Every scene here is a money shot punctuated by some obscure line of dialogue meant to serve as a punch line. Every frame is stuffed with a Comic-Con's worth of Star Wars toys, bedsheets, and T-shirts—enough vintage detritus to keep the faithful engaged when the plot sags and the jokes go limp, which is most of the time. The movie has been on the shelf almost as long as the aging merchandise: Scheduled for release last year, it's been the long-rumored subject of reshoots. Clearly, there weren't enough.
Directed by Kyle Newman
The Weinstein Company
Opens February 6
Directed by Kyle Newman and credited to at least four screenwriters you've never heard of, Fanboys coasts on its affection for a 31-year-old franchise and the bare bones of a plot. Lifelong pals Eric (Sam Huntington), Linus (Chris Marquette), Hutch (Dan Fogler), and Windows (Jay Baruchel) trek from Ohio to California in an ancient van tricked out like the Millennium Falcon. Linus is dying (but never looks like it), while Eric's about to sell out and run his dad's used-car franchise—right, the Dark Side. Hutch and Windows are the accessories, comic-store clerks in need of an adventure. If nothing else, they could use the sunlight and exercise.
The jokes, such as they are, consist of little more than Star Wars lines recited out of context—most of them variations on "These are not the droids you're looking for." It feels like the filmmakers' way of saying, "This is a movie for members only." The dork knights will howl and squeal to the point of dampness at the sight of Ethan Suplee's karate-kicking version of Ain't It Cool News kingpin Harry Knowles, who's actually the mirror opposite of his depiction here. Unfortunate interlopers will offer a WTF shrug and go get laid.

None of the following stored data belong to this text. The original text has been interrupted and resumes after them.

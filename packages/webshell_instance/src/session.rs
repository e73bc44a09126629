//! Session seam: the process-backed terminal as seen by the connection
//! manager.

use std::io;
use std::sync::Arc;

use async_trait::async_trait;
use futures::StreamExt;
use futures::stream::BoxStream;
use pty_manager::{PtyConfig, PtySession};
use tracing::debug;

use crate::error::ProcessSpawnError;
use crate::protocol::SessionId;

/// Lazy sequence of output chunks. Ends when the process exits or the
/// session is closed; it is never restarted.
pub type OutputStream = BoxStream<'static, Vec<u8>>;

/// One interactive shell.
///
/// At most one caller writes at a time (the session's input feeder);
/// `close` may race with anything and must be idempotent.
#[async_trait]
pub trait Session: Send + Sync + 'static {
    async fn write(&self, data: &[u8]) -> io::Result<usize>;

    async fn close(&self);
}

pub struct SpawnedSession {
    pub session: Arc<dyn Session>,
    pub output: OutputStream,
}

/// Creates sessions on demand.
#[async_trait]
pub trait SessionSpawner: Send + Sync + 'static {
    async fn spawn(&self, id: &SessionId) -> Result<SpawnedSession, ProcessSpawnError>;
}

#[async_trait]
impl Session for PtySession {
    async fn write(&self, data: &[u8]) -> io::Result<usize> {
        PtySession::write(self, data).await.map_err(io::Error::other)
    }

    async fn close(&self) {
        PtySession::close(self).await
    }
}

/// Spawns a shell on a fresh PTY for every session.
#[derive(Clone, Debug, Default)]
pub struct PtySpawner {
    config: PtyConfig,
}

impl PtySpawner {
    pub fn new(config: PtyConfig) -> Self {
        Self { config }
    }
}

#[async_trait]
impl SessionSpawner for PtySpawner {
    async fn spawn(&self, id: &SessionId) -> Result<SpawnedSession, ProcessSpawnError> {
        let config = self.config.clone();
        debug!(session_id = %id, command = %config.command, "spawning shell");

        // openpty and fork/exec are blocking syscalls
        let spawned = tokio::task::spawn_blocking(move || PtySession::spawn(config))
            .await
            .map_err(|e| ProcessSpawnError::new(id.clone(), e.to_string()))?
            .map_err(|e| ProcessSpawnError::new(id.clone(), e.to_string()))?;

        let (session, output) = spawned;
        Ok(SpawnedSession {
            session: Arc::new(session),
            output: output.boxed(),
        })
    }
}
//! Connection manager: owns the physical connection, the session registry
//! and the outbound writer, and keeps the connection alive.
//!
//! ```text
//! reconnect loop ──dial──▶ Link ──sink──▶ writer task ◀── pumps
//!                           └──stream──▶ dispatcher ──▶ create / feeder
//! ```
//!
//! The reconnect loop is the only place a connection is installed or
//! retired. Sessions are not tied to a connection: they stay registered
//! across reconnects and their pumps write through whichever connection is
//! current.

use std::sync::Arc;
use std::time::Duration;

use tokio::sync::{mpsc, watch};
use tokio_util::sync::CancellationToken;
use tokio_util::task::TaskTracker;
use tracing::{Instrument, debug, info, info_span, warn};

use crate::dispatcher;
use crate::error::{DispatchError, ProcessSpawnError, SetupError};
use crate::protocol::{ChunkEncoder, DataEncoding, InstanceId, SessionId, ShellCreate, ShellData};
use crate::pump::{self, PumpExit};
use crate::registry::{Insert, SessionEntry, SessionRegistry};
use crate::session::{Session, SessionSpawner, SpawnedSession};
use crate::transport::{Dialer, DialerConfig, WsDialer, handshake_headers};
use crate::writer::OutboundWriter;

/// Connection lifecycle as observed from outside.
#[derive(Clone, Copy, Debug, PartialEq, Eq)]
pub enum ConnectionState {
    Disconnected,
    /// Dialing; `attempt` counts consecutive failures plus one.
    Connecting { attempt: u32 },
    /// `generation` increments with every successful dial.
    Connected { generation: u64 },
    Closed,
}

#[derive(Clone, Debug)]
pub struct ManagerSettings {
    pub identity: InstanceId,
    /// Wait between failed dials.
    pub backoff: Duration,
    /// Bound on a single outbound frame, queueing included.
    pub write_timeout: Duration,
    /// Frames that may queue for the writer task.
    pub outbound_queue: usize,
    pub encoding: DataEncoding,
}

impl ManagerSettings {
    pub fn new(identity: InstanceId) -> Self {
        Self {
            identity,
            backoff: Duration::from_secs(1),
            write_timeout: Duration::from_secs(5),
            outbound_queue: 256,
            encoding: DataEncoding::default(),
        }
    }
}

/// Handle to the agent's connection. Cheap to clone; every clone drives the
/// same connection and sessions. Call [`ConnectionManager::close`] to stop.
#[derive(Clone)]
pub struct ConnectionManager {
    inner: Arc<Inner>,
}

struct Inner {
    settings: ManagerSettings,
    dialer: Arc<dyn Dialer>,
    spawner: Arc<dyn SessionSpawner>,
    registry: SessionRegistry,
    writer: Arc<OutboundWriter>,
    state: watch::Sender<ConnectionState>,
    shutdown: CancellationToken,
    tracker: TaskTracker,
}

impl ConnectionManager {
    /// Dial `url` over WebSocket, identifying as `settings.identity`.
    ///
    /// Returns as soon as the handshake headers are built; dialing happens
    /// in the background and never fails this call.
    pub fn connect(
        url: &str,
        headers: &[(String, String)],
        dialer_config: &DialerConfig,
        settings: ManagerSettings,
        spawner: Arc<dyn SessionSpawner>,
    ) -> Result<Self, SetupError> {
        let headers = handshake_headers(&settings.identity, headers)?;
        let dialer = WsDialer::new(url, &headers, dialer_config)?;
        Ok(Self::with_dialer(Arc::new(dialer), settings, spawner))
    }

    /// Start the reconnect loop over an arbitrary [`Dialer`]. Must be called
    /// from within a tokio runtime.
    pub fn with_dialer(
        dialer: Arc<dyn Dialer>,
        settings: ManagerSettings,
        spawner: Arc<dyn SessionSpawner>,
    ) -> Self {
        let (state, _) = watch::channel(ConnectionState::Disconnected);
        let manager = Self {
            inner: Arc::new(Inner {
                writer: Arc::new(OutboundWriter::new(
                    settings.outbound_queue,
                    settings.write_timeout,
                )),
                settings,
                dialer,
                spawner,
                registry: SessionRegistry::new(),
                state,
                shutdown: CancellationToken::new(),
                tracker: TaskTracker::new(),
            }),
        };

        let span = info_span!("connection", url = %manager.inner.dialer.target());
        manager
            .inner
            .tracker
            .spawn(manager.clone().reconnect_loop().instrument(span));
        manager
    }

    pub fn identity(&self) -> &InstanceId {
        &self.inner.settings.identity
    }

    pub fn state(&self) -> ConnectionState {
        *self.inner.state.borrow()
    }

    pub fn subscribe_state(&self) -> watch::Receiver<ConnectionState> {
        self.inner.state.subscribe()
    }

    pub fn session_ids(&self) -> Vec<SessionId> {
        self.inner.registry.ids()
    }

    pub fn session_count(&self) -> usize {
        self.inner.registry.len()
    }

    fn set_state(&self, state: ConnectionState) {
        self.inner.state.send_if_modified(|current| {
            if *current == ConnectionState::Closed || *current == state {
                return false;
            }
            *current = state;
            true
        });
    }

    async fn reconnect_loop(self) {
        let inner = &self.inner;
        let mut generation = 0u64;
        let mut attempt = 0u32;

        while !inner.shutdown.is_cancelled() {
            attempt += 1;
            self.set_state(ConnectionState::Connecting { attempt });

            let dialed = tokio::select! {
                biased;
                _ = inner.shutdown.cancelled() => break,
                dialed = inner.dialer.dial() => dialed,
            };

            let link = match dialed {
                Ok(link) => link,
                Err(e) => {
                    warn!(attempt, error = %e, backoff = ?inner.settings.backoff, "dial failed");
                    tokio::select! {
                        _ = inner.shutdown.cancelled() => break,
                        _ = tokio::time::sleep(inner.settings.backoff) => {}
                    }
                    continue;
                }
            };

            attempt = 0;
            generation += 1;
            let link_cancel = inner.shutdown.child_token();
            inner
                .writer
                .install(link.sink, generation, link_cancel.clone(), &inner.tracker);
            self.set_state(ConnectionState::Connected { generation });
            info!(generation, sessions = inner.registry.len(), "connected");

            dispatcher::run(&self, link.stream, link_cancel.clone())
                .instrument(info_span!("link", generation))
                .await;

            // Pending sends against this connection fail from here on
            link_cancel.cancel();
            inner.writer.retire();
            if inner.shutdown.is_cancelled() {
                break;
            }
            self.set_state(ConnectionState::Disconnected);
            warn!(generation, "connection lost, reconnecting");
        }

        inner.writer.retire();
        debug!("reconnect loop stopped");
    }

    /// Return the session registered under `session_id`, spawning it first
    /// if needed.
    pub async fn new_session(
        &self,
        session_id: &SessionId,
    ) -> Result<Arc<dyn Session>, ProcessSpawnError> {
        let inner = &self.inner;
        if let Some(existing) = inner.registry.get(session_id) {
            return Ok(existing.session);
        }
        if inner.shutdown.is_cancelled() {
            return Err(ProcessSpawnError::new(
                session_id.clone(),
                "connection manager is closed",
            ));
        }

        let SpawnedSession { session, output } = inner.spawner.spawn(session_id).await?;
        let cancel = inner.shutdown.child_token();
        let (input, input_rx) = mpsc::unbounded_channel();
        let epoch = inner.registry.next_epoch();
        let entry = SessionEntry {
            session: session.clone(),
            input,
            cancel: cancel.clone(),
            epoch,
        };

        match inner.registry.insert_if_absent(session_id.clone(), entry) {
            Insert::Inserted => {}
            Insert::Occupied { existing, rejected } => {
                debug!(%session_id, "lost creation race, closing duplicate");
                rejected.session.close().await;
                return Ok(existing.session);
            }
            Insert::Closed { rejected } => {
                rejected.session.close().await;
                return Err(ProcessSpawnError::new(
                    session_id.clone(),
                    "connection manager is closed",
                ));
            }
        }

        let span = info_span!("session", %session_id);
        let encoder = ChunkEncoder::new(
            inner.settings.encoding,
            inner.settings.identity.clone(),
            session_id.clone(),
        );
        let manager = self.clone();
        let id = session_id.clone();
        let writer = inner.writer.clone();
        let pump_cancel = cancel.clone();
        inner.tracker.spawn(
            async move {
                let exit = pump::pump_output(output, encoder, writer, pump_cancel).await;
                manager.on_pump_exit(&id, epoch, exit).await;
            }
            .instrument(span.clone()),
        );
        inner.tracker.spawn(
            pump::feed_input(session_id.clone(), session.clone(), input_rx, cancel)
                .instrument(span),
        );

        info!(%session_id, sessions = inner.registry.len(), "session created");
        Ok(session)
    }

    async fn on_pump_exit(&self, session_id: &SessionId, epoch: u64, exit: PumpExit) {
        match exit {
            PumpExit::StreamEnded => {
                info!("session output ended");
                self.retire_session(session_id, epoch).await;
            }
            PumpExit::TransportFailed(e) => {
                warn!(error = %e, "output lost, closing session");
                self.retire_session(session_id, epoch).await;
            }
            // Whoever cancelled owns the close
            PumpExit::Cancelled => debug!("output pump cancelled"),
        }
    }

    /// Remove and close one incarnation of a session.
    async fn retire_session(&self, session_id: &SessionId, epoch: u64) {
        if let Some(entry) = self.inner.registry.remove_if_epoch(session_id, epoch) {
            entry.cancel.cancel();
            entry.session.close().await;
            debug!(%session_id, "session removed");
        }
    }

    /// Close and forget `session_id`. No-op if it is not registered.
    pub async fn remove_session(&self, session_id: &SessionId) {
        if let Some(entry) = self.inner.registry.remove(session_id) {
            entry.cancel.cancel();
            entry.session.close().await;
            info!(%session_id, "session removed");
        }
    }

    fn check_identity(&self, instance_id: &InstanceId) -> Result<(), DispatchError> {
        if instance_id == self.identity() {
            Ok(())
        } else {
            Err(DispatchError::IdentityMismatch {
                received: instance_id.clone(),
                local: self.identity().clone(),
            })
        }
    }

    /// Handle a `shell/create` event.
    pub async fn dispatch_create(&self, event: ShellCreate) -> Result<(), DispatchError> {
        self.check_identity(&event.instance_id)?;
        if self.inner.shutdown.is_cancelled() {
            return Err(DispatchError::Closed);
        }
        self.new_session(&event.client_id).await?;
        Ok(())
    }

    /// Handle a `shell/data` event. Never waits on the session: the bytes are
    /// queued for its input feeder.
    pub fn dispatch_data(&self, event: ShellData) -> Result<(), DispatchError> {
        self.check_identity(&event.instance_id)?;
        let payload = event.payload()?;
        let entry = self
            .inner
            .registry
            .get(&event.client_id)
            .ok_or_else(|| DispatchError::SessionNotFound(event.client_id.clone()))?;
        entry
            .input
            .send(payload)
            .map_err(|_| DispatchError::SessionNotFound(event.client_id))
    }

    /// Run `task` on the manager's tracker so [`close`](Self::close) waits
    /// for it.
    pub(crate) fn spawn_tracked<F>(&self, task: F)
    where
        F: Future<Output = ()> + Send + 'static,
    {
        self.inner.tracker.spawn(task.in_current_span());
    }

    /// Shut everything down: stop reconnecting, close every session, drop
    /// the connection and wait for all background tasks. Safe to call more
    /// than once and from several tasks at a time.
    pub async fn close(&self) {
        let inner = &self.inner;
        if !inner.shutdown.is_cancelled() {
            info!(sessions = inner.registry.len(), "closing connection manager");
        }
        inner.shutdown.cancel();

        for (session_id, entry) in inner.registry.drain() {
            entry.cancel.cancel();
            entry.session.close().await;
            debug!(%session_id, "session closed on shutdown");
        }
        inner.writer.retire();

        inner.tracker.close();
        inner.tracker.wait().await;
        self.set_state(ConnectionState::Closed);
    }
}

The one genuine bright spot among the performers is Kristen Bell as Windows's would-be girlfriend, his dream combination of Sarah Michelle Gellar and Janeane Garofalo. She nails it—half-nerd, half-hottie, and altogether tougher than any of the guys in the van. The other cameos are more dispiriting: Seth Rogen appears in two equally humiliating roles, as a pug-nosed, gap-toothed, lisping Star Trek fan and as a pimp; Billy Dee Williams plays a judge named Judge Reinhold; Carrie Fisher appears solely to repeat a brief line of dialogue from Return of the Jedi; Smith and Jason Mewes make a pit stop in a gas station's men's room for oral sex; and William Shatner once more plays himself in what's become a forced march of self-parodies. You're better off watching The Star Wars Holiday Special on YouTube. At least Bea Arthur sings.